Will a doula replace the father during labor?
Absolutely not! The doula should allow the father to provide more attention, support and love to their partner and to encourage the father to participate at the level they feel comfortable. The goal is to help reduce the father's stress by understanding what to expect and knowing what support strategies such as positioning and massage might help their partner at the appropriate times. Studies have shown that fathers are more involved in births when a doula is present.
Will a doula speak for the parents with the medical staff?
The doula will consult with the parents, educate them on what to expect, and advise them in making decisions, but they should not speak for the couple. The couple will make all final decisions.
What books should I read to help me prepare for this experience and what classes are available?
See my local resources or articles and links page for both book links and a list of local classes in the area. I've also included links to pregnancy and doula organization sites with further information.
What will happen if you are out of town or otherwise unavailable at my time of labor?

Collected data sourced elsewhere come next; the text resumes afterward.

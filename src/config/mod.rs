// src/config/mod.rs
pub mod keywords;

use std::{fs, path::Path};

use serde::{Deserialize, Serialize};
use tracing::info;

use crate::error::{AnalysisError, Result};
use crate::process::columns::LogicalField;
use crate::process::labels::Domain;

/// Keywords of a single ethical theme.
#[derive(Debug, Clone, PartialEq, Eq, Serialize, Deserialize)]
pub struct ThemeKeywords {
    pub name: String,
    pub keywords: Vec<String>,
}

/// One ordered domain rule: the first rule with a keyword found in the task text wins.
#[derive(Debug, Clone, PartialEq, Eq, Serialize, Deserialize)]
pub struct DomainRule {
    pub domain: Domain,
    pub keywords: Vec<String>,
}

/// The two substrings a header must contain to be picked for a logical column.
#[derive(Debug, Clone, PartialEq, Eq, Serialize, Deserialize)]
pub struct ColumnPair {
    pub semantic: String,
    pub code: String,
}

impl ColumnPair {
    fn from_const((semantic, code): (&str, &str)) -> Self {
        Self {
            semantic: semantic.to_string(),
            code: code.to_string(),
        }
    }
}

#[derive(Debug, Clone, PartialEq, Eq, Serialize, Deserialize)]
#[serde(default)]
pub struct ColumnSpecs {
    pub ethics: ColumnPair,
    pub release_date: ColumnPair,
    pub creator: ColumnPair,
    pub task: ColumnPair,
}

impl ColumnSpecs {
    /// Pairs in resolution order.
    pub fn pairs(&self) -> [(LogicalField, &ColumnPair); 4] {
        [
            (LogicalField::Ethics, &self.ethics),
            (LogicalField::ReleaseDate, &self.release_date),
            (LogicalField::Creator, &self.creator),
            (LogicalField::Task, &self.task),
        ]
    }
}

impl Default for ColumnSpecs {
    fn default() -> Self {
        Self {
            ethics: ColumnPair::from_const(keywords::ETHICS_COLUMN),
            release_date: ColumnPair::from_const(keywords::RELEASE_DATE_COLUMN),
            creator: ColumnPair::from_const(keywords::CREATOR_COLUMN),
            task: ColumnPair::from_const(keywords::TASK_COLUMN),
        }
    }
}

/// Every table the classifier consults. Passed explicitly through the pipeline.
#[derive(Debug, Clone, PartialEq, Eq, Serialize, Deserialize)]
#[serde(default)]
pub struct AnalysisConfig {
    pub keywords_version: String,
    pub organizations: Vec<String>,
    pub themes: Vec<ThemeKeywords>,
    pub negative_phrases: Vec<String>,
    pub negative_long_forms: Vec<String>,
    pub era_boundary_year: i32,
    pub min_ethics_len: usize,
    pub domain_rules: Vec<DomainRule>,
    pub columns: ColumnSpecs,
}

fn owned(list: &[&str]) -> Vec<String> {
    list.iter().map(|s| s.to_string()).collect()
}

impl Default for AnalysisConfig {
    fn default() -> Self {
        Self {
            keywords_version: keywords::KEYWORDS_VERSION.to_string(),
            organizations: owned(keywords::BIG_TECH_KEYWORDS),
            themes: keywords::THEME_KEYWORDS
                .iter()
                .map(|(name, kws)| ThemeKeywords {
                    name: name.to_string(),
                    keywords: owned(kws),
                })
                .collect(),
            negative_phrases: owned(keywords::NEGATIVE_PHRASES),
            negative_long_forms: owned(keywords::NEGATIVE_LONG_FORMS),
            era_boundary_year: keywords::ERA_BOUNDARY_YEAR,
            min_ethics_len: keywords::MIN_ETHICS_LEN,
            domain_rules: vec![
                DomainRule {
                    domain: Domain::Multimodal,
                    keywords: owned(keywords::MULTIMODAL_KEYWORDS),
                },
                DomainRule {
                    domain: Domain::Nlp,
                    keywords: owned(keywords::NLP_KEYWORDS),
                },
                DomainRule {
                    domain: Domain::ComputerVision,
                    keywords: owned(keywords::VISION_KEYWORDS),
                },
                DomainRule {
                    domain: Domain::Audio,
                    keywords: owned(keywords::AUDIO_KEYWORDS),
                },
            ],
            columns: ColumnSpecs::default(),
        }
    }
}

impl AnalysisConfig {
    /// Load a YAML file. Fields left out keep their default tables.
    pub fn from_yaml_file<P: AsRef<Path>>(path: P) -> Result<Self> {
        let path = path.as_ref();
        let text = fs::read_to_string(path).map_err(|e| AnalysisError::config(path, e))?;
        let cfg = Self::from_yaml_str(&text).map_err(|e| AnalysisError::config(path, e))?;
        info!(path = %path.display(), version = %cfg.keywords_version, "loaded config");
        Ok(cfg)
    }

    pub fn from_yaml_str(text: &str) -> std::result::Result<Self, serde_yaml::Error> {
        let mut cfg: Self = serde_yaml::from_str(text)?;
        cfg.normalize();
        Ok(cfg)
    }

    /// Names of the configured themes, in definition order.
    pub fn theme_names(&self) -> Vec<String> {
        self.themes.iter().map(|t| t.name.clone()).collect()
    }

    // Matching is done on lower-cased text, so the tables must be lower-case too.
    fn normalize(&mut self) {
        let lower = |v: &mut Vec<String>| v.iter_mut().for_each(|s| *s = s.to_lowercase());
        lower(&mut self.organizations);
        lower(&mut self.negative_phrases);
        lower(&mut self.negative_long_forms);
        self.themes.iter_mut().for_each(|t| lower(&mut t.keywords));
        self.domain_rules.iter_mut().for_each(|r| lower(&mut r.keywords));
    }
}
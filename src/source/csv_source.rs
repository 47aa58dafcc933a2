use std::{
    fs::File,
    io::{BufReader, Read},
    path::{Path, PathBuf},
};

use csv::ReaderBuilder;
use tracing::{debug, info};

use super::{Cell, RawTable, TableSource};
use crate::error::{AnalysisError, Result};

/// The survey sheet exported as delimited text.
#[derive(Debug, Clone)]
pub struct CsvSource {
    path: PathBuf,
    delimiter: u8,
}

impl CsvSource {
    pub fn new(path: impl Into<PathBuf>) -> Self {
        Self {
            path: path.into(),
            delimiter: b',',
        }
    }

    pub fn with_delimiter(mut self, delimiter: u8) -> Self {
        self.delimiter = delimiter;
        self
    }

    pub fn path(&self) -> &Path {
        &self.path
    }
}

impl TableSource for CsvSource {
    fn describe(&self) -> String {
        self.path.display().to_string()
    }

    #[tracing::instrument(level = "info", skip(self), fields(path = %self.path.display()))]
    fn load(&self) -> Result<RawTable> {
        let file =
            File::open(&self.path).map_err(|e| AnalysisError::source_unreadable(&self.path, e))?;
        let table = read_table(BufReader::new(file), self.delimiter)
            .map_err(|e| AnalysisError::source_unreadable(&self.path, e))?;
        info!(
            columns = table.headers.len(),
            rows = table.len(),
            "loaded survey sheet"
        );
        Ok(table)
    }
}

/// Parse delimited text with a header row. Rows may be shorter or longer than the header.
pub fn read_table<R: Read>(reader: R, delimiter: u8) -> std::result::Result<RawTable, csv::Error> {
    let mut rdr = ReaderBuilder::new()
        .has_headers(true)
        .flexible(true)
        .delimiter(delimiter)
        .from_reader(reader);

    let headers: Vec<String> = rdr
        .headers()?
        .iter()
        .map(|h| h.trim_start_matches('\u{feff}').to_string())
        .collect();

    let mut rows = Vec::new();
    for (idx, result) in rdr.records().enumerate() {
        let record = result?;
        if record.len() > headers.len() {
            debug!(row = idx, cells = record.len(), "row wider than header");
        }
        rows.push(record.iter().map(Cell::infer).collect());
    }

    Ok(RawTable::new(headers, rows))
}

Although attending the labor times of my clients is the highest priority for me, there are rare occasions where an unexpected labor time will make it impossible for me to be attend the entire labor. We will arrange for a backup doula in the event that there is an unavoidable conflict at the time of your delivery.
How do doulas practice?
Doulas are typically self-employed, but some work for local doula co-ops. As research has shown the presence of a doula to reduce complications, labor times, to lower rates of fetal distress, the need for forceps, vacuum extraction, and cesareans, neonatal intensive care, some hospitals provide a doula during labor. Many doulas also provide a limited amount of volunteer services to the community.